This drug should be used primarily for treatment of patients with progressive and potentially life-threatening fungal infections; it should not be used to treat noninvasive forms of fungal disease such as oral thrush, vaginal candidiasis and esophageal candidiasis in patients with normal neutrophil counts. The product name and dosage should verified if the prescribed dose exceeds 1.5 mg/kg. Overdose can result in potentially fatal cardiac or cardiorespiratory arrest

ADMINISTRATION

Infuse over 2 to 6 hours at a concentration not to exceed 0.1 mg/mL; some institutions have used 0.5 mg/mL concentrations in pediatric patients. Avoid rapid administration (hypotension, hypokalemia, arrhythmias, and shock can occur).

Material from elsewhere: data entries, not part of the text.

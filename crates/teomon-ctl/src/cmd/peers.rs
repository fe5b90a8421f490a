//! Peer registry commands.

use std::collections::BTreeMap;

use anyhow::Result;
use serde::Deserialize;

use super::http::{base_url, delete_json, get_json, get_text, post_json};

// ── Response types ────────────────────────────────────────────────────────────

#[derive(Deserialize)]
#[serde(rename_all = "camelCase")]
struct PeerView {
    address: String,
    app_name: String,
    app_short: String,
    app_version: String,
    protocol_version: String,
    app_start_time: String,
    is_new: bool,
    may_offline: bool,
    online: bool,
    peers: i64,
    host: String,
    machine_id: String,
    #[serde(default)]
    params: BTreeMap<String, serde_json::Value>,
}

#[derive(Deserialize)]
struct DeleteResponse {
    address: String,
}

#[derive(Deserialize)]
struct SaveResponse {
    saved: usize,
    path: String,
}

// ── Commands ──────────────────────────────────────────────────────────────────

pub async fn cmd_peers(port: u16) -> Result<()> {
    let table = get_text(&format!("{}/peers/table", base_url(port))).await?;
    println!("{}", table);
    Ok(())
}

pub async fn cmd_peers_json(port: u16) -> Result<()> {
    let peers: serde_json::Value = get_json(&format!("{}/peers", base_url(port))).await?;
    println!("{}", serde_json::to_string_pretty(&peers)?);
    Ok(())
}

pub async fn cmd_peer(port: u16, address: &str) -> Result<()> {
    let p: PeerView = get_json(&format!("{}/peers/{}", base_url(port), address)).await?;

    println!("═══════════════════════════════════════");
    println!("  Peer {}", p.address);
    println!("═══════════════════════════════════════");
    println!("  Application  : {} ({})", p.app_name, p.app_short);
    println!("  Version      : {}", p.app_version);
    println!("  Protocol     : {}", p.protocol_version);
    println!("  Started      : {}", p.app_start_time);
    println!("  Online       : {}", if p.online { "yes" } else { "no" });
    println!("  May offline  : {}", if p.may_offline { "yes" } else { "no" });
    println!("  Connections  : {}", p.peers);
    println!("  Host         : {}", p.host);
    println!("  Machine id   : {}", p.machine_id);
    if p.is_new {
        println!("  (not yet saved)");
    }

    if !p.params.is_empty() {
        println!("\n  Parameters:");
        for (name, value) in &p.params {
            println!("    {}: {}", name, value);
        }
    }

    Ok(())
}

pub async fn cmd_del(port: u16, address: &str) -> Result<()> {
    let resp: DeleteResponse =
        delete_json(&format!("{}/peers/{}", base_url(port), address)).await?;
    println!("Deleted {}", resp.address);
    Ok(())
}

pub async fn cmd_save(port: u16) -> Result<()> {
    let resp: SaveResponse = post_json(&format!("{}/save", base_url(port))).await?;
    println!("Saved {} peers to {}", resp.saved, resp.path);
    Ok(())
}
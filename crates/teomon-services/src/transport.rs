//! Transport capability — what the collector and the agent-side monitor need
//! from the connection layer, and nothing more.

use std::future::Future;

use bytes::Bytes;
use tokio::sync::broadcast;

/// Connection state change of one remote address.
#[derive(Debug, Clone, PartialEq, Eq)]
pub enum TransportEvent {
    Connected(String),
    Disconnected(String),
}

/// A connection layer that can address peers by string.
pub trait Transport: Send + Sync {
    /// Own address, as announced to peers.
    fn address(&self) -> &str;

    /// True while a connection to `address` is established.
    fn is_connected(&self, address: &str) -> bool;

    /// Number of established connections.
    fn num_peers(&self) -> usize;

    /// Queue `data` for delivery to `address`.
    fn send_to(&self, address: &str, data: Bytes) -> anyhow::Result<()>;

    /// Receiver of connect/disconnect notifications from now on.
    fn subscribe(&self) -> broadcast::Receiver<TransportEvent>;
}

/// A transport that can also dial out.
pub trait Dialer: Transport {
    /// Connect to `address`. Succeeds once the connection is established.
    fn connect_to(&self, address: &str) -> impl Future<Output = anyhow::Result<()>> + Send;
}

Do not flush IV or mix amphotericin with saline solution; precipitation will occur. In-line filter with pore diameter no less than 1 micron may be used. To avoid febrile reactions, administration of acetaminophen or diphenhydramine may be considered . Some suggest starting with 0.25 mg/kg/day, followed by increases of 0.25 mg/kg/day until the target dose is reached. However, for patients with severe infections the dose should be initiated at the target dose.

MONITORING

Laboratory Parameters:

Monitor renal function frequently during therapy. Liver function, serum electrolytes (especially magnesium and potassium), CBC, and hemoglobin should be assessed regularly during therapy. For candidemia, monitor blood cultures daily or every other day until Candida is cleared.